AIM OF THE TASK>
The response should be a faithful copy of every record, with nothing left out.

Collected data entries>
=== Begin Enclosure ===

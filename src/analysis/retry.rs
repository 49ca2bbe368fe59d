//! Backoff policy and cooperative cancellation for analyzer calls.
//!
//! # Retry Strategy
//!
//! - `max_attempts` counts every call, including the first
//! - Exponential backoff: base, 2x base, 4x base, ... capped at `max_delay`
//! - An analyzer-provided wait replaces the backoff step but is still capped
//! - Uniform random jitter of up to `jitter_ratio` of the wait is added
//! - Waits go through a [`CancellationToken`] so a cancelled batch wakes up

use std::sync::{Arc, Condvar, Mutex};
use std::time::{Duration, Instant};

use rand::Rng;

/// Configuration for retry behavior.
#[derive(Debug, Clone, PartialEq)]
pub struct RetryPolicy {
    /// Total attempts per chunk (default: 5)
    pub max_attempts: usize,
    /// Backoff before the first retry (default: 1s)
    pub base_delay: Duration,
    /// Upper bound for any single wait before jitter (default: 60s)
    pub max_delay: Duration,
    /// Jitter as a fraction of the wait, 0.0 - 1.0 (default: 0.25)
    pub jitter_ratio: f64,
}

impl Default for RetryPolicy {
    fn default() -> Self {
        Self {
            max_attempts: 5,
            base_delay: Duration::from_secs(1),
            max_delay: Duration::from_secs(60),
            jitter_ratio: 0.25,
        }
    }
}

impl RetryPolicy {
    pub fn new(
        max_attempts: usize,
        base_delay: Duration,
        max_delay: Duration,
        jitter_ratio: f64,
    ) -> Self {
        Self {
            max_attempts,
            base_delay,
            max_delay,
            jitter_ratio,
        }
    }

    /// Policy without waits, for tests and dry runs.
    pub fn immediate(max_attempts: usize) -> Self {
        Self::new(max_attempts, Duration::ZERO, Duration::ZERO, 0.0)
    }

    /// Backoff for a 0-indexed retry: `min(base * 2^attempt, max_delay)`.
    pub fn backoff(&self, attempt: usize) -> Duration {
        let exponent = attempt.min(32) as i32;
        let delay = self.base_delay.as_secs_f64() * 2f64.powi(exponent);
        Duration::from_secs_f64(delay.min(self.max_delay.as_secs_f64()))
    }

    /// Wait before the next attempt, without jitter.
    ///
    /// An analyzer hint takes precedence over the backoff step.
    pub fn base_wait(&self, attempt: usize, hint: Option<Duration>) -> Duration {
        match hint {
            Some(retry_after) => retry_after.min(self.max_delay),
            None => self.backoff(attempt),
        }
    }

    /// Wait before the next attempt, with uniform jitter added.
    pub fn wait_duration(&self, attempt: usize, hint: Option<Duration>) -> Duration {
        let base = self.base_wait(attempt, hint);
        let ratio = self.jitter_ratio.clamp(0.0, 1.0);
        if ratio == 0.0 || base.is_zero() {
            return base;
        }
        let jitter = rand::thread_rng().gen_range(0.0..=base.as_secs_f64() * ratio);
        base + Duration::from_secs_f64(jitter)
    }

    /// Whether another attempt is allowed after `attempts_made` calls.
    pub fn should_retry(&self, attempts_made: usize) -> bool {
        attempts_made < self.max_attempts
    }
}

/// Batch-wide cancellation flag with interruptible sleeps.
///
/// Clones share the same flag.
#[derive(Debug, Clone, Default)]
pub struct CancellationToken {
    inner: Arc<(Mutex<bool>, Condvar)>,
}

impl CancellationToken {
    pub fn new() -> Self {
        Self::default()
    }

    /// Cancel and wake every sleeper.
    pub fn cancel(&self) {
        let (lock, cvar) = &*self.inner;
        let mut cancelled = lock.lock().unwrap_or_else(|e| e.into_inner());
        *cancelled = true;
        cvar.notify_all();
    }

    pub fn is_cancelled(&self) -> bool {
        let (lock, _) = &*self.inner;
        *lock.lock().unwrap_or_else(|e| e.into_inner())
    }

    /// Sleep for `duration` unless cancelled first.
    ///
    /// Returns true if the token was cancelled before or during the sleep.
    pub fn sleep(&self, duration: Duration) -> bool {
        let (lock, cvar) = &*self.inner;
        let deadline = Instant::now() + duration;
        let mut cancelled = lock.lock().unwrap_or_else(|e| e.into_inner());
        while !*cancelled {
            let now = Instant::now();
            if now >= deadline {
                return false;
            }
            let (guard, _) = cvar
                .wait_timeout(cancelled, deadline - now)
                .unwrap_or_else(|e| e.into_inner());
            cancelled = guard;
        }
        true
    }
}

=== End Enclosure ===

EXERCISE RESPONSE>
filename src/analysis/retry.rs
repository 49ca2bbe368fe59d
//! Backoff policy and cooperative cancellation for analyzer calls.
//!
//! # Retry Strategy
//!
//! - `max_attempts` counts every call, including the first
//! - Exponential backoff: base, 2x base, 4x base, ... capped at `max_delay`
//! - An analyzer-provided wait replaces the backoff step but is still capped
//! - Uniform random jitter of up to `jitter_ratio` of the wait is added
//! - Waits go through a [`CancellationToken`] so a cancelled batch wakes up

use std::sync::{Arc, Condvar, Mutex};
use std::time::{Duration, Instant};

use rand::Rng;

/// Configuration for retry behavior.
#[derive(Debug, Clone, PartialEq)]
pub struct RetryPolicy {
    /// Total attempts per chunk (default: 5)
    pub max_attempts: usize,
    /// Backoff before the first retry (default: 1s)
    pub base_delay: Duration,
    /// Upper bound for any single wait before jitter (default: 60s)
    pub max_delay: Duration,
    /// Jitter as a fraction of the wait, 0.0 - 1.0 (default: 0.25)
    pub jitter_ratio: f64,
}

impl Default for RetryPolicy {
    fn default() -> Self {
        Self {
            max_attempts: 5,
            base_delay: Duration::from_secs(1),
            max_delay: Duration::from_secs(60),
            jitter_ratio: 0.25,
        }
    }
}

impl RetryPolicy {
    pub fn new(
        max_attempts: usize,
        base_delay: Duration,
        max_delay: Duration,
        jitter_ratio: f64,
    ) -> Self {
        Self {
            max_attempts,
            base_delay,
            max_delay,
            jitter_ratio,
        }
    }

    /// Policy without waits, for tests and dry runs.
    pub fn immediate(max_attempts: usize) -> Self {
        Self::new(max_attempts, Duration::ZERO, Duration::ZERO, 0.0)
    }

    /// Backoff for a 0-indexed retry: `min(base * 2^attempt, max_delay)`.
    pub fn backoff(&self, attempt: usize) -> Duration {
        let exponent = attempt.min(32) as i32;
        let delay = self.base_delay.as_secs_f64() * 2f64.powi(exponent);
        Duration::from_secs_f64(delay.min(self.max_delay.as_secs_f64()))
    }

    /// Wait before the next attempt, without jitter.
    ///
    /// An analyzer hint takes precedence over the backoff step.
    pub fn base_wait(&self, attempt: usize, hint: Option<Duration>) -> Duration {
        match hint {
            Some(retry_after) => retry_after.min(self.max_delay),
            None => self.backoff(attempt),
        }
    }

    /// Wait before the next attempt, with uniform jitter added.
    pub fn wait_duration(&self, attempt: usize, hint: Option<Duration>) -> Duration {
        let base = self.base_wait(attempt, hint);
        let ratio = self.jitter_ratio.clamp(0.0, 1.0);
        if ratio == 0.0 || base.is_zero() {
            return base;
        }
        let jitter = rand::thread_rng().gen_range(0.0..=base.as_secs_f64() * ratio);
        base + Duration::from_secs_f64(jitter)
    }

    /// Whether another attempt is allowed after `attempts_made` calls.
    pub fn should_retry(&self, attempts_made: usize) -> bool {
        attempts_made < self.max_attempts
    }
}

/// Batch-wide cancellation flag with interruptible sleeps.
///
/// Clones share the same flag.
#[derive(Debug, Clone, Default)]
pub struct CancellationToken {
    inner: Arc<(Mutex<bool>, Condvar)>,
}

impl CancellationToken {
    pub fn new() -> Self {
        Self::default()
    }

    /// Cancel and wake every sleeper.
    pub fn cancel(&self) {
        let (lock, cvar) = &*self.inner;
        let mut cancelled = lock.lock().unwrap_or_else(|e| e.into_inner());
        *cancelled = true;
        cvar.notify_all();
    }

    pub fn is_cancelled(&self) -> bool {
        let (lock, _) = &*self.inner;
        *lock.lock().unwrap_or_else(|e| e.into_inner())
    }

    /// Sleep for `duration` unless cancelled first.
    ///
    /// Returns true if the token was cancelled before or during the sleep.
    pub fn sleep(&self, duration: Duration) -> bool {
        let (lock, cvar) = &*self.inner;
        let deadline = Instant::now() + duration;
        let mut cancelled = lock.lock().unwrap_or_else(|e| e.into_inner());
        while !*cancelled {
            let now = Instant::now();
            if now >= deadline {
                return false;
            }
            let (guard, _) = cvar
                .wait_timeout(cancelled, deadline - now)
                .unwrap_or_else(|e| e.into_inner());
            cancelled = guard;
        }
        true
    }
}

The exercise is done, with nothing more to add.